Communities and Consequences
Communities and Consequences

There are no scheduled airdates for this program.
Best NH Documentary – 2008 New Hampshire Film Festival
Series Website: http://www.communitiesandconsequences.org/

How did the Granite State get so gray? Is New Hampshire slowly committing economic suicide? A demographic imbalance is a threat to our state’s “human ecology” and could have dire consequences, according to Communities and Consequences, a provocative new independent film from award-winning director/producer Jay Childs. The documentary examines how community decisions are fueling unbalanced growth and a frightening demographic shift, with unintended results.

The film confronts and questions many long-held myths that have heavily influenced local development decisions, including those of explosive population growth, the aging of New Hampshire as simply a natural trend, and the belief that families with children will increase property taxes. Filmmaker Jay Childs travels with expert demographer Peter Francese to communities across New Hampshire to talk to business owners, town officials, young professionals and active citizens about the causes and consequences of a rapidly aging state.

Communities and Consequences reveals what is happening in many cities and towns to cause the unbalancing of our human ecology.
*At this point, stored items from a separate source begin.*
//! Dashboard views derived from the aggregator.
//!
//! Each function builds the data behind one dashboard panel and fails on its
//! own, so a panel without usable data never blocks the others.

use super::aggregator::{
    cumulative_projection, normalize_to_percent, percentage_of, rank_by_efficiency, sum_metric,
    total_impact,
};
use crate::error::ImpactError;
use crate::models::{ImpactStats, Metric, ModelStatsTable, QueryType, QueryTypeStatsTable};
use serde::Serialize;
use std::fmt;

/// Values of one metric, aligned with the view's labels.
#[derive(Debug, Clone, PartialEq, Serialize)]
pub struct MetricSeries {
    pub metric: Metric,
    pub unit: &'static str,
    pub values: Vec<f64>,
    pub total: f64,
}

/// Water, energy and carbon side by side for every model.
#[derive(Debug, Clone, PartialEq, Serialize)]
pub struct ModelComparison {
    pub labels: Vec<String>,
    pub series: Vec<MetricSeries>,
}

/// Total footprint per query type, raw and rescaled to 0-100.
#[derive(Debug, Clone, PartialEq, Serialize)]
pub struct QueryTypeProfile {
    pub labels: Vec<QueryType>,
    pub totals: Vec<f64>,
    pub normalized: Vec<f64>,
}

#[derive(Debug, Clone, PartialEq, Serialize)]
pub struct EnergyShare {
    pub query_type: QueryType,
    pub energy: f64,
    pub percentage: f64,
}

/// How total energy splits across query types.
#[derive(Debug, Clone, PartialEq, Serialize)]
pub struct EnergyDistribution {
    pub total_energy: f64,
    pub shares: Vec<EnergyShare>,
}

/// Reference quantities used to express a footprint in everyday terms.
#[derive(Debug, Clone, Copy, PartialEq, Serialize)]
pub struct EquivalenceFactors {
    pub glass_liters: f64,
    pub bottle_liters: f64,
    pub shower_liters: f64,
    pub led_minutes_per_kwh: f64,
    pub car_grams_per_km: f64,
}

impl Default for EquivalenceFactors {
    fn default() -> Self {
        Self {
            glass_liters: 0.25,
            bottle_liters: 0.5,
            shower_liters: 75.0,
            led_minutes_per_kwh: 16.67,
            car_grams_per_km: 120.0,
        }
    }
}

/// A footprint expressed as glasses, bottles, showers, LED minutes and km.
#[derive(Debug, Clone, PartialEq, Serialize)]
pub struct Equivalences {
    pub subject: String,
    pub footprint: ImpactStats,
    pub glasses: f64,
    pub bottles: f64,
    pub showers: f64,
    pub led_minutes: f64,
    pub car_km: f64,
}

#[derive(Debug, Clone, PartialEq, Serialize)]
pub struct CumulativePoint {
    pub multiplier: u64,
    pub label: String,
    pub impact: ImpactStats,
}

/// Footprint of one base selection at increasing usage volumes.
#[derive(Debug, Clone, PartialEq, Serialize)]
pub struct CumulativeImpact {
    pub subject: String,
    pub points: Vec<CumulativePoint>,
}

/// Qualitative bucket for an efficiency score.
#[derive(Debug, Clone, Copy, PartialEq, Eq, Serialize)]
#[serde(rename_all = "lowercase")]
pub enum EfficiencyBand {
    High,
    Medium,
    Low,
}

impl EfficiencyBand {
    pub fn emoji(&self) -> &'static str {
        match self {
            EfficiencyBand::High => "🟢",
            EfficiencyBand::Medium => "🟡",
            EfficiencyBand::Low => "🔴",
        }
    }
}

impl fmt::Display for EfficiencyBand {
    fn fmt(&self, f: &mut fmt::Formatter<'_>) -> fmt::Result {
        match self {
            EfficiencyBand::High => write!(f, "High"),
            EfficiencyBand::Medium => write!(f, "Medium"),
            EfficiencyBand::Low => write!(f, "Low"),
        }
    }
}

/// Score thresholds separating the efficiency bands.
#[derive(Debug, Clone, Copy, PartialEq, Serialize)]
pub struct EfficiencyBands {
    pub high_above: f64,
    pub medium_above: f64,
}

impl Default for EfficiencyBands {
    fn default() -> Self {
        Self {
            high_above: 40.0,
            medium_above: 30.0,
        }
    }
}

impl EfficiencyBands {
    pub fn classify(&self, score: f64) -> EfficiencyBand {
        if score > self.high_above {
            EfficiencyBand::High
        } else if score > self.medium_above {
            EfficiencyBand::Medium
        } else {
            EfficiencyBand::Low
        }
    }
}

#[derive(Debug, Clone, PartialEq, Serialize)]
pub struct EfficiencyEntry {
    pub model: String,
    pub score: f64,
    pub band: EfficiencyBand,
}

/// Models ranked from most to least efficient.
#[derive(Debug, Clone, PartialEq, Serialize)]
pub struct EfficiencyIndex {
    pub entries: Vec<EfficiencyEntry>,
}

/// Grouped comparison of every metric across models.
pub fn model_comparison(models: &ModelStatsTable) -> Result<ModelComparison, ImpactError> {
    if models.is_empty() {
        return Err(ImpactError::EmptyInput {
            operation: "model_comparison",
        });
    }

    let series = Metric::ALL
        .into_iter()
        .map(|metric| MetricSeries {
            metric,
            unit: metric.unit(),
            values: models.values().map(|s| s.get(metric)).collect(),
            total: sum_metric(models, metric),
        })
        .collect();

    Ok(ModelComparison {
        labels: models.keys().cloned().collect(),
        series,
    })
}

pub fn query_type_profile(
    query_types: &QueryTypeStatsTable,
) -> Result<QueryTypeProfile, ImpactError> {
    let totals: Vec<f64> = query_types.values().map(total_impact).collect();
    let normalized = normalize_to_percent(&totals)?;

    Ok(QueryTypeProfile {
        labels: query_types.keys().copied().collect(),
        totals,
        normalized,
    })
}

pub fn energy_distribution(
    query_types: &QueryTypeStatsTable,
) -> Result<EnergyDistribution, ImpactError> {
    let energy: Vec<f64> = query_types.values().map(|s| s.energy()).collect();
    let percentages = percentage_of(&energy)?;

    let shares = query_types
        .keys()
        .zip(energy.iter().zip(percentages))
        .map(|(&query_type, (&energy, percentage))| EnergyShare {
            query_type,
            energy,
            percentage,
        })
        .collect();

    Ok(EnergyDistribution {
        total_energy: energy.iter().sum(),
        shares,
    })
}

/// Express `footprint` in everyday equivalents.
pub fn equivalences(
    subject: &str,
    footprint: &ImpactStats,
    factors: &EquivalenceFactors,
) -> Result<Equivalences, ImpactError> {
    let per = |value: f64, unit: f64| {
        if unit == 0.0 {
            Err(ImpactError::DivisionByZero {
                operation: "equivalences",
            })
        } else {
            Ok(value / unit)
        }
    };

    Ok(Equivalences {
        subject: subject.to_string(),
        footprint: *footprint,
        glasses: per(footprint.water(), factors.glass_liters)?,
        bottles: per(footprint.water(), factors.bottle_liters)?,
        showers: per(footprint.water(), factors.shower_liters)?,
        led_minutes: footprint.energy() * factors.led_minutes_per_kwh,
        car_km: per(footprint.carbon(), factors.car_grams_per_km)?,
    })
}

/// Equivalence card for the first model in display order.
pub fn reference_equivalences(
    models: &ModelStatsTable,
    factors: &EquivalenceFactors,
) -> Result<Equivalences, ImpactError> {
    let (model, stats) = models.first().ok_or(ImpactError::EmptyInput {
        operation: "reference_equivalences",
    })?;
    equivalences(model, stats, factors)
}

/// Project `base` over `multipliers`, labelling each point with `unit`.
pub fn cumulative_impact(
    subject: &str,
    base: &ImpactStats,
    multipliers: &[u64],
    unit: &str,
) -> Result<CumulativeImpact, ImpactError> {
    if multipliers.is_empty() {
        return Err(ImpactError::EmptyInput {
            operation: "cumulative_impact",
        });
    }

    let points = multipliers
        .iter()
        .zip(cumulative_projection(base, multipliers))
        .map(|(&multiplier, impact)| CumulativePoint {
            multiplier,
            label: format!("{} {}", multiplier, unit),
            impact,
        })
        .collect();

    Ok(CumulativeImpact {
        subject: subject.to_string(),
        points,
    })
}

pub fn efficiency_index(
    models: &ModelStatsTable,
    bands: &EfficiencyBands,
) -> Result<EfficiencyIndex, ImpactError> {
    let entries = rank_by_efficiency(models)?
        .into_iter()
        .map(|(model, score)| EfficiencyEntry {
            model,
            score,
            band: bands.classify(score),
        })
        .collect();

    Ok(EfficiencyIndex { entries })
}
The film follows a town meeting in Marlborough as a new school is voted down for the seventh time because residents fear it will bring in more children, a burden they cannot afford. It looks at the difficulties business owners in Hanover, Weare, and Portsmouth are having hiring and retaining workers. And the film takes us to Deerfield, where despite a shortage of work-force housing, community members are fighting a new development that would include affordable homes because they are afraid of the impact on their town and schools.

Francese argues that New Hampshire’s demographic imbalance—a population that is aging more rapidly than normal, combined with exceedingly slow growth and the exodus of too many young people—is depleting the future workforce. He believes that a balanced human ecology, with a mix of workers of all ages, is vital to the long-term economic and social health of the entire New England region.